Sunday, April 25, 2010

Perhaps some transfers are worth the money

Readers of Soccernomics know that one of the key conclusions made in the book is that transfer fees explain very little of a team's success via average table finishing position. Authors Simon Kuper and Stefan Szymanski conclude:
In fact, the amount that almost any club spends on transfer fees bears little relation to where it finishes in the league. We studied the spending of forty English clubs between 1978 and 1997, and found that their outlay on transfers explained only 16 percent of their total variation in league position.
The statistician in me wonders what the Pearson correlation coefficient was of that data so, just so I could understand if that variation is even statistically significant. But I digress...
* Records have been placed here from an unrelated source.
//! Repository cache for grove
//!
//! This crate provides the shared on-disk store of working copies, keyed by
//! normalized repository URL. Acquisitions of the same URL serialize; different
//! URLs proceed in parallel. A persisted index records when each entry was
//! last synced and whether its working copy is known to be complete.

pub mod index;
pub mod repository;

// Re-export main types
pub use index::{CacheEntry, CacheIndex};
pub use repository::{CacheHandle, CacheOptions, Freshness, RepositoryCache};

use grove_core::error::GroveError;

/// Result type for cache operations
pub type CacheResult<T> = Result<T, GroveError>;
//! Unit tests for the repository cache

use super::*;
use grove_vcs::memory::{MemoryBackend, MemoryRepo};
use tempfile::TempDir;

const URL: &str = "https://example.com/acme/lib";

fn backend_with_repo(delay: Option<Duration>) -> Arc<MemoryBackend> {
    let mut backend = MemoryBackend::new(VcsKind::Git);
    if let Some(delay) = delay {
        backend = backend.with_delay(delay);
    }
    backend.add_repo(
        URL,
        MemoryRepo::new()
            .revision("r1", &[("lib.go", "package lib")])
            .default_branch("main", "r1"),
    );
    Arc::new(backend)
}

fn open_cache(dir: &TempDir, backend: &Arc<MemoryBackend>, grace: Duration) -> RepositoryCache {
    let options = CacheOptions {
        grace_period: grace,
        retry: RetryConfig::none(),
    };
    RepositoryCache::open(dir.path(), Backends::empty().with(backend.clone()), options).unwrap()
}

#[tokio::test]
async fn test_first_acquire_clones() {
    let dir = TempDir::new().unwrap();
    let backend = backend_with_repo(None);
    let cache = open_cache(&dir, &backend, Duration::ZERO);

    let handle = cache.acquire(URL, VcsKind::Git).await.unwrap();
    assert_eq!(handle.freshness(), Freshness::Cloned);
    assert!(handle.path().exists());
    assert_eq!(handle.path(), cache.location(URL));
    drop(handle);

    let entry = cache.index().get(URL).unwrap();
    assert!(entry.valid);
    assert_eq!(backend.clones(), 1);
}

#[tokio::test]
async fn test_same_session_reacquire_does_not_sync() {
    let dir = TempDir::new().unwrap();
    let backend = backend_with_repo(None);
    let cache = open_cache(&dir, &backend, Duration::ZERO);

    drop(cache.acquire(URL, VcsKind::Git).await.unwrap());
    let again = cache.acquire(URL, VcsKind::Git).await.unwrap();

    assert_eq!(again.freshness(), Freshness::Fresh);
    assert_eq!(backend.network_calls(), 1);
}

#[tokio::test]
async fn test_later_session_updates_in_place() {
    let dir = TempDir::new().unwrap();
    let backend = backend_with_repo(None);

    drop(open_cache(&dir, &backend, Duration::ZERO).acquire(URL, VcsKind::Git).await.unwrap());

    let cache = open_cache(&dir, &backend, Duration::ZERO);
    let handle = cache.acquire(URL, VcsKind::Git).await.unwrap();
    assert_eq!(handle.freshness(), Freshness::Updated);
    assert_eq!(backend.clones(), 1);
    assert_eq!(backend.updates(), 1);
}

#[tokio::test]
async fn test_grace_period_skips_network() {
    let dir = TempDir::new().unwrap();
    let backend = backend_with_repo(None);

    drop(open_cache(&dir, &backend, Duration::ZERO).acquire(URL, VcsKind::Git).await.unwrap());

    let cache = open_cache(&dir, &backend, Duration::from_secs(3600));
    let handle = cache.acquire(URL, VcsKind::Git).await.unwrap();
    assert_eq!(handle.freshness(), Freshness::Fresh);
    assert_eq!(backend.network_calls(), 1);
}

#[tokio::test]
async fn test_concurrent_acquire_clones_once() {
    let dir = TempDir::new().unwrap();
    let backend = backend_with_repo(Some(Duration::from_millis(20)));
    let cache = Arc::new(open_cache(&dir, &backend, Duration::ZERO));

    let mut tasks = tokio::task::JoinSet::new();
    for _ in 0..8 {
        let cache = cache.clone();
        tasks.spawn(async move {
            let handle = cache.acquire(URL, VcsKind::Git).await?;
            Ok::<_, GroveError>(handle.path().to_path_buf())
        });
    }

    let mut paths = Vec::new();
    while let Some(result) = tasks.join_next().await {
        paths.push(result.unwrap().unwrap());
    }

    assert_eq!(paths.len(), 8);
    assert!(paths.iter().all(|p| p == &paths[0]));
    assert_eq!(backend.clones(), 1);
    assert_eq!(backend.updates(), 0);
}

#[tokio::test]
async fn test_aborted_clone_leaves_no_entry() {
    let dir = TempDir::new().unwrap();
    let backend = backend_with_repo(Some(Duration::from_secs(30)));
    let cache = open_cache(&dir, &backend, Duration::ZERO);

    let result = tokio::time::timeout(Duration::from_millis(20), cache.acquire(URL, VcsKind::Git)).await;
    assert!(result.is_err());

    assert!(cache.index().get(URL).is_none());
    assert!(!cache.location(URL).exists());
    let leftovers: Vec<_> = fs::read_dir(dir.path().join(REPOS_DIR)).unwrap().collect();
    assert!(leftovers.is_empty());
}

#[tokio::test]
async fn test_invalid_entry_is_recloned() {
    let dir = TempDir::new().unwrap();
    let backend = backend_with_repo(None);

    {
        let cache = open_cache(&dir, &backend, Duration::ZERO);
        drop(cache.acquire(URL, VcsKind::Git).await.unwrap());
        cache.index().set_valid(&normalize_url(URL), false);
        cache.index().save().unwrap();
    }

    let cache = open_cache(&dir, &backend, Duration::ZERO);
    let handle = cache.acquire(URL, VcsKind::Git).await.unwrap();
    assert_eq!(handle.freshness(), Freshness::Cloned);
    assert_eq!(backend.clones(), 2);
}

#[tokio::test]
async fn test_corrupt_working_copy_is_recloned_once() {
    let dir = TempDir::new().unwrap();
    let backend = backend_with_repo(None);

    drop(open_cache(&dir, &backend, Duration::ZERO).acquire(URL, VcsKind::Git).await.unwrap());

    // Wipe the working copy metadata so the next update reports corruption
    let cache = open_cache(&dir, &backend, Duration::ZERO);
    for entry in fs::read_dir(cache.location(URL)).unwrap() {
        fs::remove_file(entry.unwrap().path()).unwrap();
    }

    let handle = cache.acquire(URL, VcsKind::Git).await.unwrap();
    assert_eq!(handle.freshness(), Freshness::Cloned);
    assert_eq!(backend.clones(), 2);
}

#[tokio::test]
async fn test_acquire_local_never_fetches() {
    let dir = TempDir::new().unwrap();
    let backend = backend_with_repo(None);
    let cache = open_cache(&dir, &backend, Duration::ZERO);

    assert!(cache.acquire_local(URL, VcsKind::Git).await.unwrap().is_none());
    drop(cache.acquire(URL, VcsKind::Git).await.unwrap());
    assert!(cache.acquire_local(URL, VcsKind::Git).await.unwrap().is_some());
    assert_eq!(backend.network_calls(), 1);
}

#[tokio::test]
async fn test_clean_removes_everything() {
    let dir = TempDir::new().unwrap();
    let backend = backend_with_repo(None);
    let cache = open_cache(&dir, &backend, Duration::ZERO);
    drop(cache.acquire(URL, VcsKind::Git).await.unwrap());

    assert_eq!(cache.clean().unwrap(), 1);
    assert!(cache.index().is_empty());
    assert!(!cache.location(URL).exists());
}
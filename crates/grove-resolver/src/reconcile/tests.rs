//! Unit tests for constraint reconciliation

use super::*;
use proptest::prelude::*;

fn root() -> Requester {
    Requester::Root("example.com/app".to_string())
}

fn pkg(path: &str) -> Requester {
    Requester::Package(path.to_string())
}

fn decl(constraint: &str, requester: Requester) -> Declaration {
    Declaration::new("github.com/acme/y", constraint.parse().unwrap(), requester)
}

#[test]
fn test_any_is_identity() {
    let reconciled = reconcile(
        "github.com/acme/y",
        &[decl("any", root()), decl("rev:abc", pkg("github.com/acme/x")), decl("any", pkg("github.com/acme/z"))],
    )
    .unwrap();

    assert_eq!(reconciled.constraint, Constraint::Revision("abc".to_string()));
    assert!(reconciled.root_required);
}

#[test]
fn test_only_any_stays_any() {
    let reconciled = reconcile("github.com/acme/y", &[decl("any", pkg("github.com/acme/x"))]).unwrap();
    assert_eq!(reconciled.constraint, Constraint::Any);
    assert!(!reconciled.root_required);
}

#[test]
fn test_ranges_intersect() {
    let reconciled = reconcile(
        "github.com/acme/y",
        &[decl(">=1.0,<2.0", root()), decl("^1.4", pkg("github.com/acme/x"))],
    )
    .unwrap();

    assert_eq!(reconciled.constraint.to_string(), "version:>=1.4.0, <2.0.0");
}

#[test]
fn test_disjoint_ranges_conflict() {
    let error = reconcile(
        "github.com/acme/y",
        &[decl("<1.0", root()), decl(">=1.0", pkg("github.com/acme/x"))],
    )
    .unwrap_err();

    assert!(matches!(error, GroveError::ConstraintConflict { .. }));
}

#[test]
fn test_revision_conflict_names_both_requesters() {
    let error = reconcile(
        "github.com/acme/y",
        &[decl("rev:abc", root()), decl("rev:def", pkg("github.com/acme/x"))],
    )
    .unwrap_err();

    match error {
        GroveError::ConstraintConflict {
            import_path,
            requester,
            conflicting,
            ..
        } => {
            assert_eq!(import_path, "github.com/acme/y");
            assert!(requester.contains("example.com/app"));
            assert_eq!(conflicting, "github.com/acme/x");
        },
        other => panic!("unexpected error: {other}"),
    }
}

#[test]
fn test_conflict_names_the_last_narrowing_requester() {
    let error = reconcile(
        "github.com/acme/y",
        &[
            decl(">=1.0,<2.0", root()),
            decl(">=1.5", pkg("github.com/acme/p")),
            decl(">=0.1", pkg("github.com/acme/pa")),
            decl("<1.2", pkg("github.com/acme/q")),
        ],
    )
    .unwrap_err();

    match error {
        GroveError::ConstraintConflict {
            requester,
            constraint,
            conflicting,
            ..
        } => {
            // ">=0.1" widens nothing, so p still holds the constraint
            assert_eq!(requester, "github.com/acme/p");
            assert_eq!(constraint, "version:>=1.5.0, <2.0.0");
            assert_eq!(conflicting, "github.com/acme/q");
        },
        other => panic!("unexpected error: {other}"),
    }
}

#[test]
fn test_revision_against_range_conflicts() {
    let result = reconcile(
        "github.com/acme/y",
        &[decl("rev:abc", root()), decl(">=1.0", pkg("github.com/acme/x"))],
    );
    assert!(result.is_err());
}

#[test]
fn test_identical_branches_agree() {
    let reconciled = reconcile(
        "github.com/acme/y",
        &[decl("branch:main", root()), decl("branch:main", pkg("github.com/acme/x"))],
    )
    .unwrap();
    assert_eq!(reconciled.constraint, Constraint::Branch("main".to_string()));

    let result = reconcile(
        "github.com/acme/y",
        &[decl("branch:main", root()), decl("tag:main", pkg("github.com/acme/x"))],
    );
    assert!(result.is_err());
}

#[test]
fn test_repository_prefers_root_and_defaults_from_path() {
    let reconciled = reconcile(
        "github.com/acme/y/sub",
        &[decl("any", pkg("github.com/acme/x"))],
    )
    .unwrap();
    assert_eq!(reconciled.repository, "https://github.com/acme/y");

    let reconciled = reconcile(
        "github.com/acme/y",
        &[
            decl("any", pkg("github.com/acme/x")).with_repository("https://fork.example/y"),
            decl("any", root()).with_repository("https://github.com/acme/y"),
        ],
    )
    .unwrap();
    assert_eq!(reconciled.repository, "https://github.com/acme/y");
    assert_eq!(reconciled.repository_conflicts, vec!["https://fork.example/y".to_string()]);
}

#[test]
fn test_optional_root_is_not_required() {
    let reconciled = reconcile("github.com/acme/y", &[decl("any", root()).optional()]).unwrap();
    assert!(!reconciled.root_required);
}

fn pool() -> Vec<Declaration> {
    vec![
        decl("any", root()),
        decl(">=1.0,<3.0", root()),
        decl("^1.2", pkg("github.com/acme/a")),
        decl("~1.4", pkg("github.com/acme/b")),
        decl(">=2.0", pkg("github.com/acme/c")),
        decl("rev:abc", pkg("github.com/acme/d")),
        decl("branch:main", pkg("github.com/acme/e")),
        decl("any", pkg("github.com/acme/f")),
    ]
}

fn outcome(decls: &[Declaration]) -> Result<Reconciled, String> {
    reconcile("github.com/acme/y", decls).map_err(|e| e.to_string())
}

proptest! {
    #[test]
    fn reconciliation_is_order_independent(
        picks in prop::collection::vec(0usize..8, 1..5),
        seed in any::<u64>(),
    ) {
        let all = pool();
        let decls: Vec<Declaration> = picks.iter().map(|&i| all[i].clone()).collect();

        let mut permuted = decls.clone();
        let len = permuted.len();
        for i in (1..len).rev() {
            let j = ((seed.rotate_left(i as u32 * 7)) as usize) % (i + 1);
            permuted.swap(i, j);
        }

        prop_assert_eq!(outcome(&decls), outcome(&permuted));
    }

    #[test]
    fn merge_is_commutative(a in 0usize..8, b in 0usize..8) {
        let all = pool();
        prop_assert_eq!(
            merge(&all[a].constraint, &all[b].constraint),
            merge(&all[b].constraint, &all[a].constraint)
        );
    }
}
Perhaps the authors of Soccernomics were looking at too wide of a data set when attempting to quantify the effects of transfers. Just like the stock market, transfers are a bet by one team that they can get a better value out of a player than the asking price of the team who currently owns the player's rights. And just like the stock market, a good number of people bet wrong and thus lose money. In soccer, a good number of managers may be betting wrong and thus leading to a poor correlation. Maybe we shouldn't look at all of the clubs, and instead look to the successful clubs. Let me explain.
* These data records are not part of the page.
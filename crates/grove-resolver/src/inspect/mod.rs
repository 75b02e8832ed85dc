//! Source inspection
//!
//! Finds the import paths a checked-out package refers to. Only the import
//! block at the top of each source file is read; parsing stops at the first
//! top-level declaration.

use crate::ResolverResult;
use grove_core::utils::repository_root;
use grove_core::GroveError;
use std::collections::BTreeSet;
use std::fs;
use std::path::Path;
use tracing::debug;
use walkdir::{DirEntry, WalkDir};

const SOURCE_EXTENSION: &str = "go";
const TEST_SUFFIX: &str = "_test.go";
const SKIPPED_DIRS: &[&str] = &["vendor", "testdata"];
const DECLARATION_KEYWORDS: &[&str] = &["func", "type", "var", "const"];

/// Import paths named by the import declarations in `source`, in source order
pub fn parse_imports(source: &str) -> Vec<String> {
    let mut imports = Vec::new();
    let mut in_group = false;
    let mut in_comment = false;

    for raw in source.lines() {
        let stripped = strip_comments(raw, &mut in_comment);
        let line = stripped.trim();
        if line.is_empty() {
            continue;
        }

        if in_group {
            in_group = group_line(line, &mut imports);
            continue;
        }

        if let Some(rest) = keyword(line, "import") {
            let rest = rest.trim_start();
            match rest.strip_prefix('(') {
                Some(inner) => in_group = group_line(inner, &mut imports),
                None => imports.extend(quoted_path(rest)),
            }
            continue;
        }

        if DECLARATION_KEYWORDS.iter().any(|kw| keyword(line, kw).is_some()) {
            break;
        }
    }
    imports
}

/// Handle the specs of a grouped import on one line; false once the group closes
fn group_line(line: &str, imports: &mut Vec<String>) -> bool {
    let (body, open) = match line.find(')') {
        Some(end) => (&line[..end], false),
        None => (line, true),
    };
    for spec in body.split(';') {
        imports.extend(quoted_path(spec));
    }
    open
}

/// `rest` when `line` starts with the keyword `kw` as a whole word
fn keyword<'a>(line: &'a str, kw: &str) -> Option<&'a str> {
    let rest = line.strip_prefix(kw)?;
    match rest.chars().next() {
        None => Some(rest),
        Some(c) if c.is_whitespace() || c == '(' || c == '"' || c == '`' => Some(rest),
        _ => None,
    }
}

/// The quoted path of an import spec such as `name "path"` or `` `path` ``
fn quoted_path(spec: &str) -> Option<String> {
    let start = spec.find(['"', '`'])?;
    let quote = spec[start..].chars().next()?;
    let body = &spec[start + 1..];
    let end = body.find(quote)?;
    let path = body[..end].trim();
    (!path.is_empty()).then(|| path.to_string())
}

/// Drop `//` and `/* */` comments, carrying block-comment state across lines
fn strip_comments(line: &str, in_comment: &mut bool) -> String {
    let mut out = String::with_capacity(line.len());
    let mut chars = line.chars().peekable();
    let mut quote: Option<char> = None;

    while let Some(c) = chars.next() {
        if *in_comment {
            if c == '*' && chars.peek() == Some(&'/') {
                chars.next();
                *in_comment = false;
            }
            continue;
        }
        if let Some(q) = quote {
            out.push(c);
            if c == q {
                quote = None;
            }
            continue;
        }
        match c {
            '"' | '`' => {
                quote = Some(c);
                out.push(c);
            },
            '/' if chars.peek() == Some(&'/') => break,
            '/' if chars.peek() == Some(&'*') => {
                chars.next();
                *in_comment = true;
                out.push(' ');
            },
            _ => out.push(c),
        }
    }
    out
}

fn is_skipped_dir(entry: &DirEntry) -> bool {
    if entry.depth() == 0 || !entry.file_type().is_dir() {
        return false;
    }
    let name = entry.file_name().to_string_lossy();
    name.starts_with('.') || name.starts_with('_') || SKIPPED_DIRS.contains(&name.as_ref())
}

fn is_source_file(entry: &DirEntry, include_tests: bool) -> bool {
    if !entry.file_type().is_file() {
        return false;
    }
    let name = entry.file_name().to_string_lossy();
    if name.starts_with('.') || name.starts_with('_') {
        return false;
    }
    if !include_tests && name.ends_with(TEST_SUFFIX) {
        return false;
    }
    Path::new(name.as_ref())
        .extension()
        .map_or(false, |ext| ext == SOURCE_EXTENSION)
}

/// Every import named by the source files under `root`
pub fn scan_imports(root: &Path, include_tests: bool) -> ResolverResult<BTreeSet<String>> {
    let mut imports = BTreeSet::new();
    let walker = WalkDir::new(root)
        .sort_by_file_name()
        .into_iter()
        .filter_entry(|e| !is_skipped_dir(e));

    for entry in walker {
        let entry =
            entry.map_err(|e| GroveError::io(format!("Failed to walk {}", root.display()), e.into()))?;
        if !is_source_file(&entry, include_tests) {
            continue;
        }
        let source = fs::read_to_string(entry.path())
            .map_err(|e| GroveError::io(format!("Failed to read {}", entry.path().display()), e))?;
        imports.extend(parse_imports(&source));
    }
    Ok(imports)
}

fn is_standard_library(import: &str) -> bool {
    let first = import.split('/').next().unwrap_or_default();
    !first.contains('.')
}

fn is_within(import: &str, package: &str) -> bool {
    import == package
        || import
            .strip_prefix(package)
            .map_or(false, |rest| rest.starts_with('/'))
}

/// Third-party repositories the tree at `root` imports.
///
/// Standard-library, relative and self imports are dropped; the rest are
/// folded onto their repository root so one repository yields one path.
pub fn discover(root: &Path, self_path: &str, include_tests: bool) -> ResolverResult<BTreeSet<String>> {
    let self_root = repository_root(self_path);
    let discovered: BTreeSet<String> = scan_imports(root, include_tests)?
        .into_iter()
        .filter(|import| !import.starts_with('.') && !import.starts_with('/'))
        .filter(|import| !is_standard_library(import))
        .filter(|import| !is_within(import, self_path) && !is_within(import, &self_root))
        .map(|import| repository_root(&import))
        .collect();

    debug!(package = %self_path, imports = discovered.len(), "inspected source tree");
    Ok(discovered)
}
I have been lucky enough to have Paul Tomkins pick up on my blog-related tweets, and a single re-tweet from this man can elicit ten times the re-tweets from his loyal followers. A week ago he recommended that I check out his Transfer Price Index (TPI) where he has been able to assemble all of the transfers during the Premier League era into a single database for comparison. I finally got a few hours today to work through the posts he has made so far, which I summarize below. In general, I would say it is a must read as it does a more detailed analysis of transfers than Soccernomics and comes to some different conclusions.

In one post, Tomkins analyzes the effect of gross expenditures of teams.

What’s most interesting is what happens to most clubs in the year or two after a particularly big Gross spend (+10% of the total Premier League outlay).

In total, this figure has been exceeded on 31 occasions over the past 18 years, with 12 different clubs managing to do so at least once, and with two (Manchester United and Chelsea) breaching it on no fewer than five occasions.

He then goes on to explain the trophies won by teams the season after such expenditures are made. Without doing a statistical analysis, the case for team improvement is compelling.

In another post, Tomkins then compares the net expenditure of teams, allowing sales that offset purchases to tell a more complete story.

If the fact that Chelsea accounted for 39% of the entire Premiership’s Gross spend in 2003 was incredible, that it rises to 67.9% of all of that season’s Net outlay is quite jaw-dropping. This is a club that was buying, buying and buying, with precious little selling involved. Whereas major clubs normally at least have to sell a star or two for profit to reinvest, this was a pure purchasing machine. A year later it was followed by a further 49.5% of the entire division’s Net outlay.

Looking at net spending helps us understand who's spending far more money than others, who's driving up league debt levels, and which squads are winning in the transfer game by consistently buying low and selling high. I will leave it to readers to click on the links and read Tomkins' awesome conclusions.

Tomkins' approach is superior to that of Soccernomics for one simple reason: transfers are one time fees that are speculative in nature and often used to either plug a short term hole or pay off immediately by shoving a good team to the top. Looking at them on the average, and only looking at the buyer's results, is a bit simplistic and likely to miss the short term payoff of the transfer. Tomkins' approach captures this effect. I am hoping that his partner, Graeme Riley, uses some of his advanced statistics skills to produce solid time-series statistical analysis from the TPI data set. It could be very powerful in revealing the effects of transfers in the Premier League.